Afterward, I got another chance to see OFF! who were caught playing some of their first shows at this fest last year. Former Black Flag/Circle Jerks frontman Keith Morris is a SXSW staple, and his crowd banter is among the most unintentionally entertaining in the biz. Morris will rail on for minutes about the old days at The Church in Hermosa Beach. He also slips in rants about the busy intersection near his L.A. home and at one point slipped into a commercial for Vans shoes (who also sponsored the event).


Oh yeah, and they played some music. As you’d guess from a band that includes members/former members of Black Flag, Red Kross and Burning Brides, this shit is angry. Fast, furious and pissed the fuck off, OFF! rips through classic L.A. hardcore the only way a bunch of crusty old vets know how to do it.

Next came the real treat, the moment everyone endured an extensive, uneventful soundcheck for — the motherfucking Bad Brains. Performances from these senior statesmen of hardcore are rare, so while I was dying to catch ’90s faves Smoking Popes a block down, I’d have been a damn fool to miss this. Once the band finally wandered onstage, the anticipation could have been popped like a balloon, but I can’t really tell if it was or not. Opening with the classic from their 1982 self-titled debut “Attitude,” the band gave us comfort immediately in that they weren’t going to skimp on the old shit. The only time I’d seen the band in a live setting was on a DVD of a CBGB’s gig from the early ’80s, the difference was far from negligible. The now-elderly H.R. isn’t quite the wiggly worm frontman he used to be — he’s a rather stoic and polite figure onstage who stands with his hands folded, patiently waiting for his turn on the mic. His trademark angsty growl is more of a whimpering yodel now, and it was obvious the whole band would have enjoyed playing other jams besides their 30-year-old staples. H.R.’s demeanor brightened considerably during their dub-style reggae jams — complete with over-cranked delay on everything. The audience rewarded them with apeshit-style enthusiasm regardless. But as much as hurts to say, while I’d definitely go see them again, Bad Brains didn’t quite blow my mind as much as I’d hoped.

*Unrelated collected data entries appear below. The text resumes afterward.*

use thiserror::Error;

/// Errors that can occur in type operations.
#[derive(Debug, Error, Clone, PartialEq)]
pub enum TypesError {
    #[error("Value does not fit in the field: {0}")]
    FeltOutOfRange(String),

    #[error("Invalid felt literal: {0}")]
    InvalidFelt(String),

    #[error("Invalid hash length: expected 32, got {0}")]
    InvalidHashLength(usize),

    #[error("Invalid hex: {0}")]
    InvalidHex(String),

    #[error("Invalid ABI type string: {0}")]
    InvalidTypeString(String),

    #[error("Invalid bit width {bits} for {base}")]
    InvalidBitWidth { base: &'static str, bits: usize },

    #[error("Invalid ABI JSON: {0}")]
    InvalidAbiJson(String),
}

impl From<hex::FromHexError> for TypesError {
    fn from(e: hex::FromHexError) -> Self {
        TypesError::InvalidHex(e.to_string())
    }
}

impl From<serde_json::Error> for TypesError {
    fn from(e: serde_json::Error) -> Self {
        TypesError::InvalidAbiJson(e.to_string())
    }
}
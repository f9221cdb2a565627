use crate::error::TypesError;
use std::fmt;

/// Immutable type descriptor for one ABI parameter.
///
/// Produced once from a parsed interface description and read-only
/// thereafter. Arrays carry their element type, tuples their ordered
/// component list.
#[derive(Clone, Debug, PartialEq, Eq)]
pub enum ParamType {
    /// Unsigned integer of the given bit width
    Uint(usize),
    /// Signed (two's complement) integer of the given bit width
    Int(usize),
    /// Ethereum address (160 bits on the source side, one felt on the wire)
    Address,
    Bool,
    /// Fixed-size byte string of 1..=32 bytes
    FixedBytes(usize),
    /// Dynamically sized byte string
    Bytes,
    /// UTF-8 string
    String,
    /// Fixed (`len = Some`) or dynamic (`len = None`) array
    Array {
        elem: Box<ParamType>,
        len: Option<usize>,
    },
    /// Ordered, named components
    Tuple(Vec<Param>),
}

/// A named parameter: declared name plus type descriptor.
#[derive(Clone, Debug, PartialEq, Eq)]
pub struct Param {
    pub name: String,
    pub kind: ParamType,
}

impl Param {
    pub fn new(name: impl Into<String>, kind: ParamType) -> Self {
        Self {
            name: name.into(),
            kind,
        }
    }

    /// Unnamed parameter (common for outputs).
    pub fn unnamed(kind: ParamType) -> Self {
        Self {
            name: String::new(),
            kind,
        }
    }
}

impl ParamType {
    /// A type is primitive iff it has no element type and no component list.
    /// Primitives route to the scalar codecs, composites recurse.
    pub fn is_primitive(&self) -> bool {
        !matches!(self, ParamType::Array { .. } | ParamType::Tuple(_))
    }

    /// Whether the Ethereum ABI encoding of this type is dynamically sized.
    pub fn is_dynamic(&self) -> bool {
        match self {
            ParamType::Bytes | ParamType::String => true,
            ParamType::Array { len: None, .. } => true,
            ParamType::Array {
                elem,
                len: Some(_),
            } => elem.is_dynamic(),
            ParamType::Tuple(components) => components.iter().any(|c| c.kind.is_dynamic()),
            _ => false,
        }
    }

    /// Canonical type string as used in Ethereum signatures.
    /// Tuples render as a parenthesized component list.
    pub fn canonical(&self) -> String {
        match self {
            ParamType::Uint(bits) => format!("uint{}", bits),
            ParamType::Int(bits) => format!("int{}", bits),
            ParamType::Address => "address".to_string(),
            ParamType::Bool => "bool".to_string(),
            ParamType::FixedBytes(size) => format!("bytes{}", size),
            ParamType::Bytes => "bytes".to_string(),
            ParamType::String => "string".to_string(),
            ParamType::Array { elem, len } => match len {
                Some(n) => format!("{}[{}]", elem.canonical(), n),
                None => format!("{}[]", elem.canonical()),
            },
            ParamType::Tuple(components) => {
                let inner: Vec<String> = components.iter().map(|c| c.kind.canonical()).collect();
                format!("({})", inner.join(","))
            }
        }
    }

    /// Parse an ABI type string (e.g. `uint256`, `bytes32`, `uint8[4][]`).
    /// Tuples are declared as `tuple` with the component list supplied
    /// separately, as in Solidity ABI JSON.
    pub fn parse(type_str: &str, components: Vec<Param>) -> Result<Self, TypesError> {
        if let Some(open) = type_str.rfind('[') {
            if type_str.ends_with(']') {
                let elem = Self::parse(&type_str[..open], components)?;
                let len_str = &type_str[open + 1..type_str.len() - 1];
                let len = if len_str.is_empty() {
                    None
                } else {
                    Some(len_str.parse::<usize>().map_err(|_| {
                        TypesError::InvalidTypeString(type_str.to_string())
                    })?)
                };
                return Ok(ParamType::Array {
                    elem: Box::new(elem),
                    len,
                });
            }
            return Err(TypesError::InvalidTypeString(type_str.to_string()));
        }

        match type_str {
            "address" => Ok(ParamType::Address),
            "bool" => Ok(ParamType::Bool),
            "string" => Ok(ParamType::String),
            "bytes" => Ok(ParamType::Bytes),
            "tuple" => Ok(ParamType::Tuple(components)),
            "uint" => Ok(ParamType::Uint(256)),
            "int" => Ok(ParamType::Int(256)),
            _ => {
                if let Some(width) = type_str.strip_prefix("uint") {
                    let bits = parse_int_width(width, type_str)?;
                    Ok(ParamType::Uint(bits))
                } else if let Some(width) = type_str.strip_prefix("int") {
                    let bits = parse_int_width(width, type_str)?;
                    Ok(ParamType::Int(bits))
                } else if let Some(size) = type_str.strip_prefix("bytes") {
                    let size: usize = size
                        .parse()
                        .map_err(|_| TypesError::InvalidTypeString(type_str.to_string()))?;
                    if size == 0 || size > 32 {
                        return Err(TypesError::InvalidBitWidth {
                            base: "bytesN",
                            bits: size * 8,
                        });
                    }
                    Ok(ParamType::FixedBytes(size))
                } else {
                    Err(TypesError::InvalidTypeString(type_str.to_string()))
                }
            }
        }
    }
}

fn parse_int_width(width: &str, type_str: &str) -> Result<usize, TypesError> {
    let bits: usize = width
        .parse()
        .map_err(|_| TypesError::InvalidTypeString(type_str.to_string()))?;
    if bits == 0 || bits > 256 || bits % 8 != 0 {
        return Err(TypesError::InvalidBitWidth {
            base: "integer",
            bits,
        });
    }
    Ok(bits)
}

impl fmt::Display for ParamType {
    fn fmt(&self, f: &mut fmt::Formatter<'_>) -> fmt::Result {
        write!(f, "{}", self.canonical())
    }
}
//! SDK error taxonomy and failure translation.

use starkbridge_transcode::{abi, TranscodeError};
use starkbridge_types::TypesError;
use thiserror::Error;

/// Result alias for SDK operations.
pub type Result<T> = std::result::Result<T, SdkError>;

/// Failure string the destination VM emits for a tripped assertion. Any
/// failure carrying it maps to an Ethereum-style revert.
pub const ASSERT_FAILURE: &str = "An ASSERT_EQ instruction failed";

const REASON_PREFIX: &str = "Error message: ";

/// SDK errors.
#[derive(Debug, Error)]
pub enum SdkError {
    /// The call executed and reverted with a reason string. `payload` is
    /// the equivalent `Error(string)` bytes.
    #[error("Execution reverted: {reason}")]
    Reverted { reason: String, payload: Vec<u8> },

    /// The backend rejected or failed the call for a non-revert reason.
    #[error("Call rejected: {0}")]
    Rejected(String),

    #[error("Transport error: {0}")]
    Transport(String),

    #[error("Backend error: {0}")]
    Backend(String),

    #[error("No such function: {0}")]
    UnknownFunction(String),

    #[error("Timeout: {0}")]
    Timeout(String),

    #[error(transparent)]
    Transcode(#[from] TranscodeError),

    #[error(transparent)]
    Types(#[from] TypesError),
}

impl From<reqwest::Error> for SdkError {
    fn from(err: reqwest::Error) -> Self {
        SdkError::Transport(err.to_string())
    }
}

/// Translate a backend failure message into the caller-facing error.
///
/// Assertion failures become [`SdkError::Reverted`] with the reason pulled
/// from the embedded `Error message:` line; everything else stays a
/// rejection verbatim.
pub fn translate_failure(message: &str) -> SdkError {
    if !message.contains(ASSERT_FAILURE) {
        return SdkError::Rejected(message.to_string());
    }
    let reason = message
        .find(REASON_PREFIX)
        .map(|at| {
            let rest = &message[at + REASON_PREFIX.len()..];
            rest.split('\n').next().unwrap_or(rest).trim().to_string()
        })
        .unwrap_or_default();
    let payload = abi::encode_revert_reason(&reason);
    SdkError::Reverted { reason, payload }
}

Around 1 a.m., I finally caught England’s Yuck at Club de Ville. It was their fourth and final show of the evening, and I’d like to say I believe them when they said it was their best. From their vintage Fender Jagmasters to the token female bassist and jangled mess of fuzzed-out guitar melodies, Yuck owes their entire existence to the nearly forgotten essentials of ’90s alt rock. Hindsight is 20/20 as they cherry-pick every element from the era that’s stood the test of time and meld it into a mixtape of almost everything we love from the era: J Mascis’ soaring, frequency bent guitar tones, lackadaisical chord riffs a la Blake Babies, and grungy bass like Sebadoh. Throwback rock of this ilk is all A-OK in my book considering these elements should have never been abandoned to begin with — and I won’t even hold it against them that they were in diapers when this stuff came around the first time.